In line with the first case study example, the same pattern can be observed. The task of fully understanding the question, then integrating critical reasoning with the perceptive reasoning of a visual artefact, alongside the reconciliation of the observations with theoretical concepts, is too complex for multimodal LLMs to perform simultaneously (Step 1); confirming findings from other studies [24,53]. However, when the complexity is reduced and isolated to self-reflective exercises on individual modalities in turn (Steps 2 and 3), and then combined, the initial incorrect response is revised with a correct answer.

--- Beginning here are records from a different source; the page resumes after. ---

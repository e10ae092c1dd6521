/// Type alias for block IDs (stable identifiers assigned by the document)
pub type BlockId = u64;

/// Trait for reading block documents and returning BlockDocumentData
pub trait DocumentReader {
    /// Opens and parses a document, returning the in-memory block arena
    fn read(&self, file_path: &str) -> anyhow::Result<crate::document::BlockDocumentData>;
}

/// Trait for accessing document-level information
pub trait DocumentMetadata {
    /// Returns the document format version
    fn version(&self) -> String;

    /// Returns the header metadata object
    fn header_data(&self) -> &serde_json::Value;

    /// Returns the block count declared in the footer (if present)
    fn declared_blocks(&self) -> Option<usize>;
}

/// Trait for accessing a block hierarchy.
///
/// Documents are immutable for the duration of a render pass; the list view
/// only ever walks them top-down, starting from `root_ids`.
pub trait BlockDocument {
    type Metadata<'a>: DocumentMetadata where Self: 'a;
    type Block<'a>: BlockNode<'a> where Self: 'a;

    /// Returns metadata (header and footer information)
    fn metadata(&self) -> Self::Metadata<'_>;

    /// Returns the IDs of top-level blocks in document order
    fn root_ids(&self) -> Vec<BlockId>;

    /// Gets a block by ID
    fn get_block(&self, id: BlockId) -> Option<Self::Block<'_>>;

    /// Returns the total number of blocks in the document
    fn block_count(&self) -> usize;

    /// Resolves the top-level blocks.
    ///
    /// Yields `None` for any root ID that no longer resolves, leaving it to
    /// the renderer to drop the hole.
    fn root_blocks(&self) -> Vec<Option<Self::Block<'_>>> {
        self.root_ids()
            .into_iter()
            .map(|id| self.get_block(id))
            .collect()
    }
}

/// Trait for accessing a single block.
///
/// The lifetime parameter 'data represents the lifetime of the underlying
/// document storage, so children share the lifetime of their parent.
pub trait BlockNode<'data>: Clone {
    /// Returns the block ID
    fn id(&self) -> BlockId;

    /// Returns the block type name (e.g. `core/paragraph`)
    fn name(&self) -> &str;

    /// Returns the block attributes object
    fn attributes(&self) -> &serde_json::Value;

    /// Returns the parent ID (None for top-level blocks)
    fn parent_id(&self) -> Option<BlockId>;

    /// Returns the number of child slots
    fn num_children(&self) -> usize;

    /// Returns the child at the given slot, or None if the slot is empty
    fn child_at(&self, index: usize) -> Option<Self>;

    /// Returns the inner blocks with empty slots dropped
    fn children(&self) -> Vec<Self> {
        (0..self.num_children())
            .filter_map(|i| self.child_at(i))
            .collect()
    }

    /// Returns true if the block has at least one inner block
    fn has_children(&self) -> bool {
        (0..self.num_children()).any(|i| self.child_at(i).is_some())
    }
}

5.3. GPT-4 Multimodal Capability Estimations by Subject Area

Here, a broader and more general estimation of GPT-4’s multimodal capabilities for answering exam questions is presented. More specifically, GPT-4’s own estimations of its proficiency to answer 600 multimodal exam questions across 12 subject areas are quantified. The analysis of the means and standard deviations of the estimated proficiency scores can be seen in Figure 3 and Figure 4 respectively indicating GPT-4’s assessment of its competence to contextualise, visually perceive, reason about, and generate coherent responses based on multimodal inputs. When evaluating the mean proficiency scores, the disciplines of biology, history, and psychology rank highest, suggesting GPT-4 exhibits a stronger alignment with the types of visual information and analytical reasoning these fields typically employ. This could be due to the rich contextual cues present in visual materials like biological diagrams or historical timelines, which offer structured and often hierarchical information that aligns well with GPT-4’s training on pattern recognition and sequence alignment. In contrast, disciplines such as business administration and economics, which often involve complex and abstract data, may require a deeper understanding of human and market behaviours which currently present challenges, and are evidences in lower mean proficiency scores.

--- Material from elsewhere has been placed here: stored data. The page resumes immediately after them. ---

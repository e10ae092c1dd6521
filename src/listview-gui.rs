//! Block List View GUI Application
//!
//! This module provides an interactive viewer for block documents using the
//! egui framework. The viewer features:
//! - Hierarchical list view of blocks, windowed so only visible rows are built
//! - Expand/collapse, multi-selection, drag state and block movers

#![cfg_attr(not(debug_assertions), windows_subsystem = "windows")]
//! - Asynchronous file loading with loading indicators
//! - Persistent list view options and panel layout
//! - Details panel for the selected block's attributes
//!
//! The application is built with a modular architecture:
//! - `app/` - Application state management and coordination
//! - `cache/` - Row count caching
//! - `io/` - File loading and virtual document generation
//! - `utils/` - Formatting helpers
//! - `ui/` - UI panel rendering and layout
//! - `rendering/` - Low-level painting of list rows
//! - `state/` - Document, viewport and layout state

use eframe::egui;
use std::path::PathBuf;

mod utils;
mod cache;
mod io;
mod app;
mod rendering;
mod ui;
mod state;

use app::{AppState, ApplicationCoordinator, SettingsCoordinator};
use io::AsyncLoader;
use rendering::row_renderer::RowAction;
use ui::panel_manager::{PanelInteraction, PanelManager};

/// Main application entry point that initializes and launches the list viewer GUI.
fn main() -> eframe::Result {
    env_logger::Builder::from_env(env_logger::Env::default().default_filter_or("info")).init();

    // Parse command-line arguments to check for initial file to load
    let initial_file = std::env::args()
        .nth(1)
        .map(PathBuf::from);

    let options = eframe::NativeOptions {
        viewport: egui::ViewportBuilder::default()
            .with_inner_size([1100.0, 760.0])
            .with_title("Block List View"),
        ..Default::default()
    };

    eframe::run_native(
        "Block List View",
        options,
        Box::new(move |cc| Ok(Box::new(ListViewerApp::new(cc, initial_file)))),
    )
}

/// The main list viewer application.
///
/// Most functionality is delegated:
/// - `ApplicationCoordinator` handles loading, errors and row interactions
/// - `SettingsCoordinator` handles persistence
/// - `PanelManager` handles UI panel layout and rendering
struct ListViewerApp {
    /// Centralized application state
    state: AppState,
    /// Asynchronous file loader
    loader: AsyncLoader,
    /// Optional file to load on first frame
    pending_file_load: Option<PathBuf>,
}

impl Default for ListViewerApp {
    fn default() -> Self {
        Self {
            state: AppState::new(),
            loader: AsyncLoader::new(),
            pending_file_load: None,
        }
    }
}

impl ListViewerApp {
    /// Creates a new viewer with list view settings and layout loaded from
    /// persistent storage. Optionally loads a file on startup.
    fn new(cc: &eframe::CreationContext, initial_file: Option<PathBuf>) -> Self {
        let settings = SettingsCoordinator::load_list_view_settings(cc.storage);
        let layout = SettingsCoordinator::load_layout(cc.storage);

        Self {
            state: AppState::with_settings(settings, layout),
            loader: AsyncLoader::new(),
            pending_file_load: initial_file,
        }
    }

    /// Handles panel interactions by delegating to ApplicationCoordinator.
    fn handle_panel_interaction(&mut self, interaction: PanelInteraction, ctx: &egui::Context) {
        match interaction {
            PanelInteraction::OpenFileRequested(path) => {
                ApplicationCoordinator::open_file(&mut self.state, &mut self.loader, path, ctx);
            }
            PanelInteraction::OpenVirtualDocumentRequested => {
                ApplicationCoordinator::open_virtual_document(&mut self.state, &self.loader);
            }
            PanelInteraction::ExpandAll => ApplicationCoordinator::expand_all(&mut self.state),
            PanelInteraction::CollapseAll => ApplicationCoordinator::collapse_all(&mut self.state),
            PanelInteraction::Host(intent) => {
                ApplicationCoordinator::apply_intents(&mut self.state, vec![intent]);
            }
            PanelInteraction::Row(RowAction::Move { id, direction }) => {
                ApplicationCoordinator::move_block(&mut self.state, id, direction);
            }
            PanelInteraction::Row(RowAction::Append { parent_id }) => {
                ApplicationCoordinator::append_block(&mut self.state, parent_id);
            }
            PanelInteraction::Row(RowAction::ToggleSelection(id)) => {
                ApplicationCoordinator::toggle_selection(&mut self.state, id);
            }
        }
    }
}

impl eframe::App for ListViewerApp {
    /// Called when the app is being shut down - ensures preferences are saved.
    fn save(&mut self, storage: &mut dyn eframe::Storage) {
        SettingsCoordinator::save_all(storage, &self.state.settings, &self.state.layout);
    }

    /// Main update loop:
    /// 1. Check for async loading completion
    /// 2. Load initial file if specified via command line
    /// 3. Render all panels via PanelManager
    /// 4. Apply what the panels reported
    fn update(&mut self, ctx: &egui::Context, _frame: &mut eframe::Frame) {
        ApplicationCoordinator::check_loading_completion(&mut self.state, &mut self.loader);

        // Load initial file if specified via command line (only on first frame)
        if let Some(path) = self.pending_file_load.take() {
            ApplicationCoordinator::open_file(&mut self.state, &mut self.loader, path, ctx);
        }

        let interactions = PanelManager::render_all_panels(ctx, &mut self.state, &self.loader);
        let changed = !interactions.is_empty();
        for interaction in interactions {
            self.handle_panel_interaction(interaction, ctx);
        }

        if changed {
            ApplicationCoordinator::prune_selection(&mut self.state);
            ctx.request_repaint();
        }
    }
}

The standard deviation scores indicate the consistency of GPT-4’s performance across subjects. Higher variability in fields like finance and computer science suggests that GPT-4’s understanding may fluctuate significantly depending on the specificity of the task or the complexity of the visual data. This could imply that while GPT-4 can proficiently handle standard multimodal questions within these domains, it might struggle with more complex or less conventional topics, or those requiring deeper inferential reasoning. Moreover, the relatively lower variances observed in psychology and communications imply a more uniform proficiency across different queries within these subjects. This may be attributed to the nature of data in these fields, which frequently include human behavioural patterns and communicative structures—areas where GPT-4 has substantial experience from training datasets. Table 4 collates all the analyses across 600 responses and identifies features of multimodal exam questions per subject that GPT-4 perceives via self-assessment, to be able to handle both with high proficiency as well as with some degree of difficulty.

Finally, all the proficiency scores are aggregated by the overarching disciplines and depicted in Figure 5. In the humanities, which registers the highest proficiency score, the nature of the discipline itself is likely playing a pivotal role. Humanities research and study often encompass a broad spectrum of data interpretation, which points to a close alignment with GPT-4’s strengths in language understanding and integration of contextual information. The humanities’ interpretive nature allows for a wider margin of acceptable responses, providing GPT-4 with a conducive environment for showcasing its capacity to draw connections between disparate historical events, socio-cultural dynamics, and philosophical concepts. Furthermore, humanities subjects often demand a high level of narrative construction, which is also well-suited to GPT-4’s design that inherently focuses on language and narrative generation.

In the sciences, the observed proficiency dip may be attributed to the quantitative and empirical rigidity of the field. Sciences often require precise and unequivocal interpretations, leaving less room for the breadth of interpretative responses that GPT-4 can generate well. Moreover, scientific data frequently necessitate a deeper understanding of causality, experimental design, and statistical validity, which can be challenging for GPT-4 currently, as its abilities are modelled on pattern recognition rather than first principles reasoning. While GPT-4 is competent at identifying patterns and trends in scientific data, the intricacies of scientific theory and the need for detailed methodological analysis can present challenges, which might account for the slightly lower proficiency scores compared to humanities.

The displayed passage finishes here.